Hirschsprung's disease, true is:
|A||Normal manometry excludes the disease|
|B||Giant ganglion cells are seen|
|C||Suction biopsy is contraindicated in neonates|
|D||Lower segment is dilated|
a. The initial diagnostic step in a newborn with radiographic evidence of a distal bowel obstruction is a barium enema.
b. Before this study, rectal examination and enemas are avoided so that they do not interfere with the identification of a transition zone.
c. In a normal barium enema study, the rectum is wider than the sigmoid colon.
d. In patients with Hirschsprung's disease, spasm of the distal rectum usually results in a smaller caliber when compared with the more proximal sigmoid colon.
e. Identification of a transition zone may be quite helpful
f. Failure to completely evacuate the instilled contrast material after 24 hours would also be consistent with Hirschsprung's disease and may provide additional diagnostic yield.
g. An important goal of this study is to exclude other causes of constipation in the newborn, such as meconium plug, small left colon syndrome, and atresia.
h. Anorectal manometry may also suggest the diagnosis of Hirschsprung's disease.
i. The classic finding is failure of the internal sphincter to relax when the rectum is distended with a balloon.
j. A rectal biopsy is the gold standard for the diagnosis of Hirschsprung's disease.
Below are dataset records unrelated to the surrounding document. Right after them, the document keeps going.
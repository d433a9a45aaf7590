// =============================================================================
// Configuration — read once from the environment, validated at startup
// =============================================================================
//
// Every setting comes from an environment variable (a `.env` file is loaded by
// `main` before this runs). Missing or malformed values stop the process
// before the scheduler starts; nothing is looked up lazily afterwards.
// =============================================================================

use thiserror::Error;
use tracing::info;

use crate::binance::client::DEFAULT_BASE_URL;
use crate::scheduler::{PollSchedule, DEFAULT_CHECK_FOR_MINUTES, DEFAULT_INTERVAL_MINUTES};
use crate::types::{Credentials, WithdrawalTarget};

pub const API_KEY_VAR: &str = "BINANCE_API_KEY";
pub const API_SECRET_VAR: &str = "BINANCE_API_SECRET";
pub const ADDRESS_VAR: &str = "WITHDRAWAL_ADDRESS";
pub const NETWORK_VAR: &str = "WITHDRAWAL_NETWORK";
pub const MEMO_VAR: &str = "WITHDRAWAL_MEMO";
pub const COIN_VAR: &str = "COIN";
pub const BASE_URL_VAR: &str = "BINANCE_BASE_URL";
pub const RECV_WINDOW_VAR: &str = "BINANCE_RECV_WINDOW";
pub const INTERVAL_VAR: &str = "WITHDRAW_INTERVAL_MINUTES";
pub const CHECK_FOR_VAR: &str = "WITHDRAW_CHECK_FOR_MINUTES";

/// Upper bound for either cadence setting (one week).
const MAX_CADENCE_MINUTES: u64 = 7 * 24 * 60;

/// Largest recvWindow the exchange accepts.
const MAX_RECV_WINDOW: u64 = 60_000;

#[derive(Debug, Error, PartialEq, Eq)]
pub enum ConfigError {
    #[error("missing required environment variable {0}")]
    Missing(&'static str),

    #[error("invalid value for {name}: {reason}")]
    Invalid { name: &'static str, reason: String },
}

/// Everything the sweeper needs, fixed for the life of the process.
#[derive(Debug, Clone)]
pub struct AppConfig {
    pub credentials: Credentials,
    pub target: WithdrawalTarget,
    pub schedule: PollSchedule,
    pub base_url: String,
    pub recv_window: Option<u64>,
}

impl AppConfig {
    /// Load from the process environment.
    pub fn from_env() -> Result<Self, ConfigError> {
        Self::from_lookup(|name| std::env::var(name).ok())
    }

    /// Load from an arbitrary `name -> value` lookup.
    pub fn from_lookup<F>(lookup: F) -> Result<Self, ConfigError>
    where
        F: Fn(&str) -> Option<String>,
    {
        let credentials = Credentials {
            api_key: required(&lookup, API_KEY_VAR)?,
            api_secret: required(&lookup, API_SECRET_VAR)?,
        };

        let target = WithdrawalTarget {
            coin: required(&lookup, COIN_VAR)?,
            network: required(&lookup, NETWORK_VAR)?,
            address: required(&lookup, ADDRESS_VAR)?,
            memo: optional(&lookup, MEMO_VAR),
        };

        let schedule = PollSchedule {
            interval_minutes: minutes(&lookup, INTERVAL_VAR, DEFAULT_INTERVAL_MINUTES)?,
            check_for_minutes: minutes(&lookup, CHECK_FOR_VAR, DEFAULT_CHECK_FOR_MINUTES)?,
        };

        let base_url = optional(&lookup, BASE_URL_VAR).unwrap_or_else(|| DEFAULT_BASE_URL.to_string());
        if !base_url.starts_with("http://") && !base_url.starts_with("https://") {
            return Err(ConfigError::Invalid {
                name: BASE_URL_VAR,
                reason: format!("'{base_url}' is not an http(s) URL"),
            });
        }

        let recv_window = optional(&lookup, RECV_WINDOW_VAR)
            .map(|raw| parse_recv_window(&raw))
            .transpose()?;

        let config = Self {
            credentials,
            target,
            schedule,
            base_url,
            recv_window,
        };

        info!(
            coin = %config.target.coin,
            network = %config.target.network,
            address = %config.target.address,
            memo = config.target.memo.is_some(),
            interval_minutes = config.schedule.interval_minutes,
            check_for_minutes = config.schedule.check_for_minutes,
            "configuration loaded"
        );

        Ok(config)
    }
}

// -----------------------------------------------------------------------------
// Helpers
// -----------------------------------------------------------------------------

fn required<F>(lookup: &F, name: &'static str) -> Result<String, ConfigError>
where
    F: Fn(&str) -> Option<String>,
{
    optional(lookup, name).ok_or(ConfigError::Missing(name))
}

/// Trimmed value; blank counts as unset.
fn optional<F>(lookup: &F, name: &str) -> Option<String>
where
    F: Fn(&str) -> Option<String>,
{
    lookup(name)
        .map(|v| v.trim().to_string())
        .filter(|v| !v.is_empty())
}

fn minutes<F>(lookup: &F, name: &'static str, default: u64) -> Result<u64, ConfigError>
where
    F: Fn(&str) -> Option<String>,
{
    let Some(raw) = optional(lookup, name) else {
        return Ok(default);
    };
    match raw.parse::<u64>() {
        Ok(0) => Err(ConfigError::Invalid {
            name,
            reason: "must be at least 1 minute".into(),
        }),
        Ok(value) if value > MAX_CADENCE_MINUTES => Err(ConfigError::Invalid {
            name,
            reason: format!("must be at most {MAX_CADENCE_MINUTES} minutes"),
        }),
        Ok(value) => Ok(value),
        Err(e) => Err(ConfigError::Invalid {
            name,
            reason: format!("'{raw}': {e}"),
        }),
    }
}

fn parse_recv_window(raw: &str) -> Result<u64, ConfigError> {
    let value = raw.parse::<u64>().map_err(|e| ConfigError::Invalid {
        name: RECV_WINDOW_VAR,
        reason: format!("'{raw}': {e}"),
    })?;
    if value == 0 || value > MAX_RECV_WINDOW {
        return Err(ConfigError::Invalid {
            name: RECV_WINDOW_VAR,
            reason: format!("must be between 1 and {MAX_RECV_WINDOW} ms"),
        });
    }
    Ok(value)
}

// =============================================================================
// Tests
// =============================================================================
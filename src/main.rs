//! Echo the command line arguments and environment variables.
//!
//! This is the whole fixture: a harness that can build this binary, run
//! it, and read the two sections back has proven its compile-run-capture
//! path end to end.

use std::io::{self, Write};

fn main() {
	let stdout = io::stdout();
	let mut stdout = stdout.lock();
	// Output failure is not surfaced; the exit status is 0 unconditionally.
	let _ = kindling::report::write(&mut stdout);
	let _ = stdout.flush();
}
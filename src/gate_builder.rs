// SPDX-License-Identifier: Apache-2.0

//! Gate construction on top of `CoverNetwork::get_or_create_node`.
//!
//! Primitive gates (NOT, AND, ..., XOR3) have a fixed cover. Each kind's cover
//! is inserted into the cover table once per network, on first use, and all
//! later gates of that kind point at the same slot; that is what lets
//! structural hashing recognize a repeated `create_and(a, b)`.
//!
//! Covers passed to `create_cover_node` are inserted as given, every time, so
//! they only ever hash equal to nodes built from the same cover reference.

use crate::cube::{Cover, Cube};
use crate::network::CoverNetwork;
use crate::storage::{CoverRef, NodeRef, Signal};
use crate::truth_table::TruthTable;

#[derive(Debug, Clone, Copy, Hash, PartialEq, Eq)]
pub enum PrimitiveGate {
    Not,
    And,
    Nand,
    Or,
    Nor,
    Lt,
    Le,
    Gt,
    Ge,
    Xor,
    Xnor,
    Maj3,
    Ite,
    Xor3,
}

impl PrimitiveGate {
    pub fn arity(&self) -> usize {
        match self {
            PrimitiveGate::Not => 1,
            PrimitiveGate::Maj3 | PrimitiveGate::Ite | PrimitiveGate::Xor3 => 3,
            _ => 2,
        }
    }

    /// The fixed cover of this gate; the first input is the most significant
    /// cube position.
    pub fn cover(&self) -> Cover {
        let minterms = |width: usize, patterns: &[u32]| -> Vec<Cube> {
            patterns.iter().map(|&p| Cube::minterm(p, width)).collect()
        };
        match self {
            PrimitiveGate::Not => Cover::on_set(minterms(1, &[0b0])),
            PrimitiveGate::And => Cover::on_set(minterms(2, &[0b11])),
            PrimitiveGate::Nand => Cover::off_set(minterms(2, &[0b11])),
            PrimitiveGate::Or => Cover::off_set(minterms(2, &[0b00])),
            PrimitiveGate::Nor => Cover::on_set(minterms(2, &[0b00])),
            PrimitiveGate::Lt => Cover::on_set(minterms(2, &[0b01])),
            PrimitiveGate::Le => Cover::off_set(minterms(2, &[0b10])),
            PrimitiveGate::Gt => Cover::on_set(minterms(2, &[0b10])),
            PrimitiveGate::Ge => Cover::off_set(minterms(2, &[0b01])),
            PrimitiveGate::Xor => Cover::on_set(minterms(2, &[0b01, 0b10])),
            PrimitiveGate::Xnor => Cover::on_set(minterms(2, &[0b00, 0b11])),
            PrimitiveGate::Maj3 => Cover::on_set(minterms(3, &[0b011, 0b101, 0b110, 0b111])),
            // "11-", "0-1"
            PrimitiveGate::Ite => Cover::on_set(vec![
                Cube::new(0b110, 0b110),
                Cube::new(0b001, 0b101),
            ]),
            PrimitiveGate::Xor3 => Cover::on_set(minterms(3, &[0b001, 0b010, 0b100, 0b111])),
        }
    }
}

#[derive(Debug, Clone, Copy, PartialEq, Eq)]
pub enum ReductionKind {
    Linear,
    Tree,
}

impl CoverNetwork {
    fn primitive_cover_ref(&mut self, gate: PrimitiveGate) -> CoverRef {
        if let Some(cover_ref) = self.primitive_covers.get(&gate) {
            return *cover_ref;
        }
        let cover_ref = self.insert_cover(gate.cover());
        log::debug!(
            "primitive_cover_ref; registered {:?} as cover {}",
            gate,
            cover_ref.id
        );
        self.primitive_covers.insert(gate, cover_ref);
        cover_ref
    }

    pub fn create_primitive(&mut self, gate: PrimitiveGate, children: &[Signal]) -> Signal {
        assert_eq!(
            children.len(),
            gate.arity(),
            "{:?} takes {} operands, got {}",
            gate,
            gate.arity(),
            children.len()
        );
        let cover_ref = self.primitive_cover_ref(gate);
        self.get_or_create_node(children, cover_ref)
    }

    // -- Unary

    /// Buffers are free: the operand is returned as-is.
    pub fn create_buf(&mut self, a: Signal) -> Signal {
        a
    }

    pub fn create_not(&mut self, a: Signal) -> Signal {
        self.create_primitive(PrimitiveGate::Not, &[a])
    }

    // -- Binary

    pub fn create_and(&mut self, a: Signal, b: Signal) -> Signal {
        self.create_primitive(PrimitiveGate::And, &[a, b])
    }

    pub fn create_nand(&mut self, a: Signal, b: Signal) -> Signal {
        self.create_primitive(PrimitiveGate::Nand, &[a, b])
    }

    pub fn create_or(&mut self, a: Signal, b: Signal) -> Signal {
        self.create_primitive(PrimitiveGate::Or, &[a, b])
    }

    pub fn create_nor(&mut self, a: Signal, b: Signal) -> Signal {
        self.create_primitive(PrimitiveGate::Nor, &[a, b])
    }

    /// `a < b`, i.e. `!a & b`.
    pub fn create_lt(&mut self, a: Signal, b: Signal) -> Signal {
        self.create_primitive(PrimitiveGate::Lt, &[a, b])
    }

    pub fn create_le(&mut self, a: Signal, b: Signal) -> Signal {
        self.create_primitive(PrimitiveGate::Le, &[a, b])
    }

    pub fn create_gt(&mut self, a: Signal, b: Signal) -> Signal {
        self.create_primitive(PrimitiveGate::Gt, &[a, b])
    }

    pub fn create_ge(&mut self, a: Signal, b: Signal) -> Signal {
        self.create_primitive(PrimitiveGate::Ge, &[a, b])
    }

    pub fn create_xor(&mut self, a: Signal, b: Signal) -> Signal {
        self.create_primitive(PrimitiveGate::Xor, &[a, b])
    }

    pub fn create_xnor(&mut self, a: Signal, b: Signal) -> Signal {
        self.create_primitive(PrimitiveGate::Xnor, &[a, b])
    }

    // -- Ternary

    /// Returns the 3-input majority function:
    ///
    /// \(maj(a, b, c) = (a \& b) | (a \& c) | (b \& c)\).
    pub fn create_maj(&mut self, a: Signal, b: Signal, c: Signal) -> Signal {
        self.create_primitive(PrimitiveGate::Maj3, &[a, b, c])
    }

    /// If-then-else: `a ? b : c`.
    pub fn create_ite(&mut self, a: Signal, b: Signal, c: Signal) -> Signal {
        self.create_primitive(PrimitiveGate::Ite, &[a, b, c])
    }

    pub fn create_xor3(&mut self, a: Signal, b: Signal, c: Signal) -> Signal {
        self.create_primitive(PrimitiveGate::Xor3, &[a, b, c])
    }

    // -- N-ary

    pub fn linear_reduce<F>(&mut self, args: &[Signal], f: &F) -> Signal
    where
        F: Fn(&mut Self, Signal, Signal) -> Signal,
    {
        assert!(
            !args.is_empty(),
            "attempted to reduce an empty list of operands"
        );
        let mut accum = args[0];
        for arg in &args[1..] {
            accum = f(self, accum, *arg);
        }
        accum
    }

    pub fn tree_reduce<F>(&mut self, args: &[Signal], f: &F) -> Signal
    where
        F: Fn(&mut Self, Signal, Signal) -> Signal,
    {
        assert!(
            !args.is_empty(),
            "attempted to reduce an empty list of operands"
        );
        if args.len() == 1 {
            return args[0];
        }
        let (lhs, rhs) = args.split_at(args.len() / 2);
        log::trace!(
            "tree_reduce; orig: {} lhs: {} rhs: {}",
            args.len(),
            lhs.len(),
            rhs.len()
        );
        let lhs = self.tree_reduce(lhs, f);
        let rhs = self.tree_reduce(rhs, f);
        f(self, lhs, rhs)
    }

    /// Folds `args` with `f`; an empty list yields `identity` and a single
    /// operand is returned unchanged.
    pub fn reduce<F>(
        &mut self,
        args: &[Signal],
        identity: Signal,
        f: &F,
        reduction_kind: ReductionKind,
    ) -> Signal
    where
        F: Fn(&mut Self, Signal, Signal) -> Signal,
    {
        if args.is_empty() {
            return identity;
        }
        match reduction_kind {
            ReductionKind::Linear => self.linear_reduce(args, f),
            ReductionKind::Tree => self.tree_reduce(args, f),
        }
    }

    pub fn create_nary_and(&mut self, fs: &[Signal]) -> Signal {
        let identity = self.get_constant(true);
        self.reduce(fs, identity, &CoverNetwork::create_and, ReductionKind::Tree)
    }

    pub fn create_nary_or(&mut self, fs: &[Signal]) -> Signal {
        let identity = self.get_constant(false);
        self.reduce(fs, identity, &CoverNetwork::create_or, ReductionKind::Tree)
    }

    pub fn create_nary_xor(&mut self, fs: &[Signal]) -> Signal {
        let identity = self.get_constant(false);
        self.reduce(fs, identity, &CoverNetwork::create_xor, ReductionKind::Tree)
    }

    // -- Arbitrary functions

    /// Creates a node computing `cover` over `children`. The cover is always
    /// inserted as a fresh cover-table entry. With no children the result is
    /// the constant matching the cover's polarity.
    pub fn create_cover_node(&mut self, children: &[Signal], cover: Cover) -> Signal {
        if children.is_empty() {
            return self.get_constant(cover.polarity);
        }
        let cover_ref = self.insert_cover(cover);
        self.get_or_create_node(children, cover_ref)
    }

    /// Creates a node computing `function` over `children`, where variable 0
    /// of the table is `children[0]`.
    ///
    /// The cover lists whichever of the ON/OFF-set is smaller (ties go to the
    /// ON-set), one fully specified cube per minterm.
    pub fn create_cover_node_from_truth_table(
        &mut self,
        children: &[Signal],
        function: &TruthTable,
    ) -> Signal {
        if children.is_empty() {
            return self.get_constant(!function.is_const0());
        }
        assert_eq!(
            children.len(),
            function.num_vars(),
            "truth table over {} variables used with {} children",
            function.num_vars(),
            children.len()
        );
        self.create_cover_node(children, function.to_cover())
    }

    /// Copies the function of `source` in `other` onto `children` in this
    /// network.
    pub fn clone_node(&mut self, other: &CoverNetwork, source: NodeRef, children: &[Signal]) -> Signal {
        assert!(
            !children.is_empty(),
            "clone_node: {:?} cannot be cloned without children",
            source
        );
        let cover = other.node_cover(source).clone();
        self.create_cover_node(children, cover)
    }
}
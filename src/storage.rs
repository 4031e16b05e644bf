// SPDX-License-Identifier: Apache-2.0

//! The arena behind a `CoverNetwork`.
//!
//! Nodes and covers live in append-only vectors and are addressed by index.
//! Nothing is ever removed: a node that becomes unreachable (e.g. after
//! `substitute_node`) keeps its slot, its cover and its identity, so indices
//! held by external data structures stay valid for the life of the network.

use std::cell::Cell;
use std::collections::HashMap;

use crate::cube::Cover;
use crate::strash::StrashTable;

/// Index of a node in the arena.
///
/// Signals carry no complement bit in a cover network, so a signal is just a
/// reference to the node that drives it.
#[derive(Debug, Clone, Copy, Hash, Eq, PartialEq, Ord, PartialOrd)]
pub struct NodeRef {
    pub id: usize,
}

pub type Signal = NodeRef;

impl From<usize> for NodeRef {
    fn from(id: usize) -> Self {
        NodeRef { id }
    }
}

impl std::fmt::Display for NodeRef {
    fn fmt(&self, f: &mut std::fmt::Formatter<'_>) -> std::fmt::Result {
        write!(f, "%{}", self.id)
    }
}

/// Index of a cover in the cover table.
#[derive(Debug, Clone, Copy, Hash, Eq, PartialEq, Ord, PartialOrd)]
pub struct CoverRef {
    pub id: usize,
}

/// Initial (reset) value of a register.
#[derive(Debug, Clone, Copy, Hash, Eq, PartialEq, Default)]
pub enum ResetValue {
    #[default]
    Zero,
    One,
    DontCare,
    Unknown,
}

impl From<bool> for ResetValue {
    fn from(value: bool) -> Self {
        if value {
            ResetValue::One
        } else {
            ResetValue::Zero
        }
    }
}

#[derive(Debug, Clone)]
pub struct CoverNode {
    pub children: Vec<Signal>,
    pub(crate) fanout: u32,
    pub(crate) value: Cell<u32>,
    pub cover: CoverRef,
    pub(crate) visited: Cell<u32>,
}

impl CoverNode {
    pub(crate) fn new(children: Vec<Signal>, cover: CoverRef) -> Self {
        Self {
            children,
            fanout: 0,
            value: Cell::new(0),
            cover,
            visited: Cell::new(0),
        }
    }
}

#[derive(Debug, Clone, Default)]
pub struct CoverStorage {
    pub nodes: Vec<CoverNode>,
    pub covers: Vec<Cover>,
    /// Primary inputs first, then register outputs.
    pub inputs: Vec<NodeRef>,
    /// Primary outputs first, then register inputs.
    pub outputs: Vec<Signal>,
    pub num_pis: usize,
    pub num_pos: usize,
    /// Reset values, parallel to the register-input suffix of `outputs`.
    pub latches: Vec<ResetValue>,
    pub(crate) trav_id: Cell<u32>,
    pub(crate) strash: StrashTable,
    /// Position of each combinational input in `inputs`.
    pub(crate) ci_positions: HashMap<NodeRef, usize>,
}

impl CoverStorage {
    /// Appends `cover` to the cover table. Covers are never deduplicated, even
    /// when their contents are identical.
    pub fn insert_cover(&mut self, cover: Cover) -> CoverRef {
        let cover_ref = CoverRef {
            id: self.covers.len(),
        };
        self.covers.push(cover);
        cover_ref
    }

    pub fn node(&self, node: NodeRef) -> &CoverNode {
        assert!(
            node.id < self.nodes.len(),
            "NodeRef out of bounds: {:?} (nodes.len() = {})",
            node,
            self.nodes.len()
        );
        &self.nodes[node.id]
    }

    pub fn node_mut(&mut self, node: NodeRef) -> &mut CoverNode {
        assert!(
            node.id < self.nodes.len(),
            "NodeRef out of bounds: {:?} (nodes.len() = {})",
            node,
            self.nodes.len()
        );
        &mut self.nodes[node.id]
    }

    pub fn cover(&self, cover_ref: CoverRef) -> &Cover {
        assert!(
            cover_ref.id < self.covers.len(),
            "CoverRef out of bounds: {:?} (covers.len() = {})",
            cover_ref,
            self.covers.len()
        );
        &self.covers[cover_ref.id]
    }

    /// Appends a node without consulting or updating the hashing table.
    pub(crate) fn push_node(&mut self, node: CoverNode) -> NodeRef {
        let node_ref = NodeRef {
            id: self.nodes.len(),
        };
        self.nodes.push(node);
        node_ref
    }

    pub(crate) fn bump_fanout(&mut self, node: NodeRef) {
        self.node_mut(node).fanout += 1;
    }
}

#[cfg(test)]
mod tests {
    use super::*;
    use crate::cube::Cube;

    #[test]
    fn test_insert_cover_never_dedups() {
        let mut storage = CoverStorage::default();
        let cover = Cover::on_set(vec![Cube::minterm(0b11, 2)]);
        let first = storage.insert_cover(cover.clone());
        let second = storage.insert_cover(cover.clone());
        assert_ne!(first, second);
        assert_eq!(storage.cover(first), storage.cover(second));
        assert_eq!(storage.covers.len(), 2);
    }

    #[test]
    #[should_panic(expected = "NodeRef out of bounds")]
    fn test_node_out_of_bounds() {
        let storage = CoverStorage::default();
        storage.node(NodeRef { id: 3 });
    }

    #[test]
    fn test_reset_value_from_bool() {
        assert_eq!(ResetValue::from(true), ResetValue::One);
        assert_eq!(ResetValue::from(false), ResetValue::Zero);
        assert_eq!(ResetValue::default(), ResetValue::Zero);
    }
}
k. In the newborn period, this is done at the bedside with minimal morbidity using a special suction rectal biopsy instrument.It is important to obtain the sample at least 2 cm above the dentate line to avoid sampling the normal transition from ganglionated bowel to the paucity or absence of ganglia in the region of the internal sphincter.
l. In older children, because the rectal mucosa is thicker, a full-thickness biopsy is obtained under general anesthesia.
m. Absent ganglia, hypertrophied nerve trunks, and robust immunostaining for acetylcholinesterase are the pathologic criteria to make the diagnosis.